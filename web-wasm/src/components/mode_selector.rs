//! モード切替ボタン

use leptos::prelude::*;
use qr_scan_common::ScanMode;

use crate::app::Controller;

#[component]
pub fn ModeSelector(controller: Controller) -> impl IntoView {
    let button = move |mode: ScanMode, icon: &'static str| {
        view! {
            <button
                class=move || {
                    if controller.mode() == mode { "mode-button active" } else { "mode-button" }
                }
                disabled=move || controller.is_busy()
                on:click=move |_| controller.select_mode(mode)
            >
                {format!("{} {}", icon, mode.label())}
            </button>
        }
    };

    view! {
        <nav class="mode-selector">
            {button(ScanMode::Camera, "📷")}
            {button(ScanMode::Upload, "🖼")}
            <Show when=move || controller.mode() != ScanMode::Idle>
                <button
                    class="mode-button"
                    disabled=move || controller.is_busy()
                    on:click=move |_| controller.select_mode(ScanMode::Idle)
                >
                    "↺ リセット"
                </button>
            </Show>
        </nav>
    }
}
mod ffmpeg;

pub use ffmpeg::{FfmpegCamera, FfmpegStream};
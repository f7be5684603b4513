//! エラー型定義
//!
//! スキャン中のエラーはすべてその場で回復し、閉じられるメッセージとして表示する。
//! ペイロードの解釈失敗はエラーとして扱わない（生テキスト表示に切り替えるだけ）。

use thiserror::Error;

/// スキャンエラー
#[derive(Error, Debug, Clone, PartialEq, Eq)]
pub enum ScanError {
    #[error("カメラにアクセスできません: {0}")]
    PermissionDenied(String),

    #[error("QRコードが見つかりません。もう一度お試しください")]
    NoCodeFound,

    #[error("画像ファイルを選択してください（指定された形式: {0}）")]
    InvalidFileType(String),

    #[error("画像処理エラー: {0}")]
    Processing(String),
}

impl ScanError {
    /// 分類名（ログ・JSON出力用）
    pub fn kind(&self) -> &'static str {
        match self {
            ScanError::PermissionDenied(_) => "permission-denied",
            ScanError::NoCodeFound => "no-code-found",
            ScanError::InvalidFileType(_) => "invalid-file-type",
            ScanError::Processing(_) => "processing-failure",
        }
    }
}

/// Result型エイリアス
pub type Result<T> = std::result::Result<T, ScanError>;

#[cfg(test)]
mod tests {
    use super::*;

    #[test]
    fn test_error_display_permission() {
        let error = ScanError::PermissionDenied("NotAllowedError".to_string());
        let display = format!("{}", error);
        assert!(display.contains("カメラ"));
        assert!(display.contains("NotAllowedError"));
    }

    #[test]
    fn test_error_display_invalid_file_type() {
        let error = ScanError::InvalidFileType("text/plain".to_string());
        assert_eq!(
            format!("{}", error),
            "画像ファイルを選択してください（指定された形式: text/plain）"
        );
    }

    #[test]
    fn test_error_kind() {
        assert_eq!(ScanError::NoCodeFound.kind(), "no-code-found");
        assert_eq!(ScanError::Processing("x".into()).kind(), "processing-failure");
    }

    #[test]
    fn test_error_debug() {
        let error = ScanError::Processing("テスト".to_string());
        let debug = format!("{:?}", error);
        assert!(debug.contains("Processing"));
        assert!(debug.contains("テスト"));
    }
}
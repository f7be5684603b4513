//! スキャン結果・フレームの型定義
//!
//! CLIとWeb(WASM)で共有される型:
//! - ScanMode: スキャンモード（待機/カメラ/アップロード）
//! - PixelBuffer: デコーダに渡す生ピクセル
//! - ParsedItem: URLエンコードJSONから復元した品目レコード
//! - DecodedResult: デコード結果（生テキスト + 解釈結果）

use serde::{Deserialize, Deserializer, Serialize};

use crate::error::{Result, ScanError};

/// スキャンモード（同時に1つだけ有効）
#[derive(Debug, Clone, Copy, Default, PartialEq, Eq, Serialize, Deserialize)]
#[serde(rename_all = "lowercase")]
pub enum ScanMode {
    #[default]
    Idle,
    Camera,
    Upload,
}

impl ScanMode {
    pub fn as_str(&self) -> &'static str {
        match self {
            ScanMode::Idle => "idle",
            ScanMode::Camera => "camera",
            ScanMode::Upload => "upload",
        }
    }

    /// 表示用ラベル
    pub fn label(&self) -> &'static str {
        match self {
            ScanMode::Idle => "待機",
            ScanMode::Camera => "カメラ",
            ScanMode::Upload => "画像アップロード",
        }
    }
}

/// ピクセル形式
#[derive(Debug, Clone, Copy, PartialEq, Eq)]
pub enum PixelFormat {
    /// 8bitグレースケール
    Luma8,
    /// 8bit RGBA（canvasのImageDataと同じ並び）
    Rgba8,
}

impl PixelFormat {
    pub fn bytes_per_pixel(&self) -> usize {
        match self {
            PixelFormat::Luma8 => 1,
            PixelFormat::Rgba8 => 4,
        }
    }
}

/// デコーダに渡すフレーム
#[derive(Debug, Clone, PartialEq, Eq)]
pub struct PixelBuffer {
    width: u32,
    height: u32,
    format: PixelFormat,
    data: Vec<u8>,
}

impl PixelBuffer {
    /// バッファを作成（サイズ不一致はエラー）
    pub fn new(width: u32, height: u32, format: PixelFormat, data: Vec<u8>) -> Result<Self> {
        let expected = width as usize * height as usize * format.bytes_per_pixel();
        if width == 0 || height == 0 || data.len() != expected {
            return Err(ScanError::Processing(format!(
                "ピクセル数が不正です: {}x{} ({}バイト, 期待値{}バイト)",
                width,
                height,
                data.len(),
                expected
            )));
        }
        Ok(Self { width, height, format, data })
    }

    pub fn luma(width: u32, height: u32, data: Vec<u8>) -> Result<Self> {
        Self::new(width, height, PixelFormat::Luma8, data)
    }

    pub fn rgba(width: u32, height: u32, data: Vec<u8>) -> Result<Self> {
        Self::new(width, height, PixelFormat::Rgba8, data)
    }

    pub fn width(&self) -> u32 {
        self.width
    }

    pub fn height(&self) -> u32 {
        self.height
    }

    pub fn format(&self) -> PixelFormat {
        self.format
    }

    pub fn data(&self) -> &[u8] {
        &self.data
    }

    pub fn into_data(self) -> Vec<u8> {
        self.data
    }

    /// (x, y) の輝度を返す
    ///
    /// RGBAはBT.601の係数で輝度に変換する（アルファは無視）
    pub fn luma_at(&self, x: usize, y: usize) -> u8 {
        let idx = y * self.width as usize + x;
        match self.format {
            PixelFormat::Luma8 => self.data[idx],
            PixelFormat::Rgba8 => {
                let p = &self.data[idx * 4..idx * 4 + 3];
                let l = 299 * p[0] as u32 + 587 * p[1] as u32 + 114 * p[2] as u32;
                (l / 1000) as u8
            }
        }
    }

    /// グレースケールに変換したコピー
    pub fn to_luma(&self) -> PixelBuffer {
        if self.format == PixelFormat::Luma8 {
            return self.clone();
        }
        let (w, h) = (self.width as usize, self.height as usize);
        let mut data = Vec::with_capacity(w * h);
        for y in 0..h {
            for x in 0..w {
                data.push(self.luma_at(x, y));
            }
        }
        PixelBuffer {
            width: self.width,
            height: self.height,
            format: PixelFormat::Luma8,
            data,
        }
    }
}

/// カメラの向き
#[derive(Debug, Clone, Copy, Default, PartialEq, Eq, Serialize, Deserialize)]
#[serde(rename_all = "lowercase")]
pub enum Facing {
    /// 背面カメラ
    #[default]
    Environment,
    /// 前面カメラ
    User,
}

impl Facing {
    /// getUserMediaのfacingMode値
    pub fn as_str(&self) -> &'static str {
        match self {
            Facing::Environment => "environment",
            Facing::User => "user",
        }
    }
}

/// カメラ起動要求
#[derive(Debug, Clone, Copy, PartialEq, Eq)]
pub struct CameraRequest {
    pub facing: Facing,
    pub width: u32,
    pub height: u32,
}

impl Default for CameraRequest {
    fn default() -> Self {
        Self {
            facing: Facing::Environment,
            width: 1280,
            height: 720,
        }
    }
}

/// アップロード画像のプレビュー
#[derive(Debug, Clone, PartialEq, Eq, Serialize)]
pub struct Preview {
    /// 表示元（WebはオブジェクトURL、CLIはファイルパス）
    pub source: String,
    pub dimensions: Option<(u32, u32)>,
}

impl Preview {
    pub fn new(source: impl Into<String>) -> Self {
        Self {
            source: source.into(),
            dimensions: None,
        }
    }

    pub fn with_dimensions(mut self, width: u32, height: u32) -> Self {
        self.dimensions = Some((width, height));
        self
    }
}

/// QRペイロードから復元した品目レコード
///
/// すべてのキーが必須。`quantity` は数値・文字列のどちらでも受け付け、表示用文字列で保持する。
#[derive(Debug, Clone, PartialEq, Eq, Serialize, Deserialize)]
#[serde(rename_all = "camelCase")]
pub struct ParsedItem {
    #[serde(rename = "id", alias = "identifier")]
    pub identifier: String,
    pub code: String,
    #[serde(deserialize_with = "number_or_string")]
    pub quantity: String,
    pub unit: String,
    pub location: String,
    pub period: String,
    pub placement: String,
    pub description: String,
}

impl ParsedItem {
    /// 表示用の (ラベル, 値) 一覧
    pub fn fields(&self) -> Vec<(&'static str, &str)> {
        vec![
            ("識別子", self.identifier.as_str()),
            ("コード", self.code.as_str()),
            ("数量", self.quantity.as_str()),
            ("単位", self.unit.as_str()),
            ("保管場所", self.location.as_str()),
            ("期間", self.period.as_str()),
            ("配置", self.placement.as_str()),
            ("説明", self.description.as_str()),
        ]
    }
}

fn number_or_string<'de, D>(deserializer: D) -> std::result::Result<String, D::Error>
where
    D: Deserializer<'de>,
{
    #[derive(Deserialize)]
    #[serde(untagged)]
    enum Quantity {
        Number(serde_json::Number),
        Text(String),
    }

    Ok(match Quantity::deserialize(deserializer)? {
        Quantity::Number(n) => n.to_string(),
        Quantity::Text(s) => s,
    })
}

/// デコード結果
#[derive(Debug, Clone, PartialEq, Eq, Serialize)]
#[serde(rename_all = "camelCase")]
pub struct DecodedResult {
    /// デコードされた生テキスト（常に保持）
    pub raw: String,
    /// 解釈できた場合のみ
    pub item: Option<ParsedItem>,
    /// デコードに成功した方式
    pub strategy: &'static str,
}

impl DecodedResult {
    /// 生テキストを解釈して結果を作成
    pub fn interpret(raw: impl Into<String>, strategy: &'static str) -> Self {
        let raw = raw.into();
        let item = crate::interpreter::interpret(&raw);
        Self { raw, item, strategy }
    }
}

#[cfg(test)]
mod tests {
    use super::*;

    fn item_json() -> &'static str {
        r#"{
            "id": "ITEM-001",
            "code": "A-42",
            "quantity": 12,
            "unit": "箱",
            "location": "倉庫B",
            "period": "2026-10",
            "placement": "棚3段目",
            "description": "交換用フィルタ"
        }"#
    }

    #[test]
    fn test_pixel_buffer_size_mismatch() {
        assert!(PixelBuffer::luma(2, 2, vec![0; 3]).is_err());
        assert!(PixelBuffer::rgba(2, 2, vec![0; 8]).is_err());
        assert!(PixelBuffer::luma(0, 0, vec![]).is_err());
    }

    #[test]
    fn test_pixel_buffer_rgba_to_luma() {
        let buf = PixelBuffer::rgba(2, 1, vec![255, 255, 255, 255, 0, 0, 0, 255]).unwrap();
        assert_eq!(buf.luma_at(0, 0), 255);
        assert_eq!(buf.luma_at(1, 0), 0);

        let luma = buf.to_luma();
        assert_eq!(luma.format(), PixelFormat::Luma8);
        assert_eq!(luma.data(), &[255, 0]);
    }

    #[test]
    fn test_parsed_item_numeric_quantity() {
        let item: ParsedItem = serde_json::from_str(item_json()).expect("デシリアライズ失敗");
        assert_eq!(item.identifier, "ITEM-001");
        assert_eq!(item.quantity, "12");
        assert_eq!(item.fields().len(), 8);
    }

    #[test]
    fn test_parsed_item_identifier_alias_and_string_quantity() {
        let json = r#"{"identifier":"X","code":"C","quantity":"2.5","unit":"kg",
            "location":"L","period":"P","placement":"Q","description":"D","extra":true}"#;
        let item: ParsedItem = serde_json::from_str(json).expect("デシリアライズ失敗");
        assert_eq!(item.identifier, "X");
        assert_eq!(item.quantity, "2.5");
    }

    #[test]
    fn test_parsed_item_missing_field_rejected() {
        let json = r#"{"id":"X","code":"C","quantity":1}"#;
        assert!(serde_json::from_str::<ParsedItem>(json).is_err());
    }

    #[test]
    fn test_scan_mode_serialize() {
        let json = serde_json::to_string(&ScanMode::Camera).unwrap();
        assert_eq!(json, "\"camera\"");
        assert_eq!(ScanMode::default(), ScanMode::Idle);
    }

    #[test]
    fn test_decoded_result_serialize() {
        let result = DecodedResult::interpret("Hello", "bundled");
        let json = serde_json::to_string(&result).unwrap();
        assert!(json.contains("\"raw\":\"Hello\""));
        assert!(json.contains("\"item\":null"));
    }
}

> **ABOUT THIS EXERCISE**
Up to and including the line with "pub fn ModeSelector(controller: Controller)", output every line of the records above exactly, starting from the first; output nothing else.

> **TASK OUTPUT**
filename web-wasm/src/components/mode_selector.rs
//! モード切替ボタン

use leptos::prelude::*;
use qr_scan_common::ScanMode;

use crate::app::Controller;

#[component]
pub fn ModeSelector(controller: Controller) -> impl IntoView {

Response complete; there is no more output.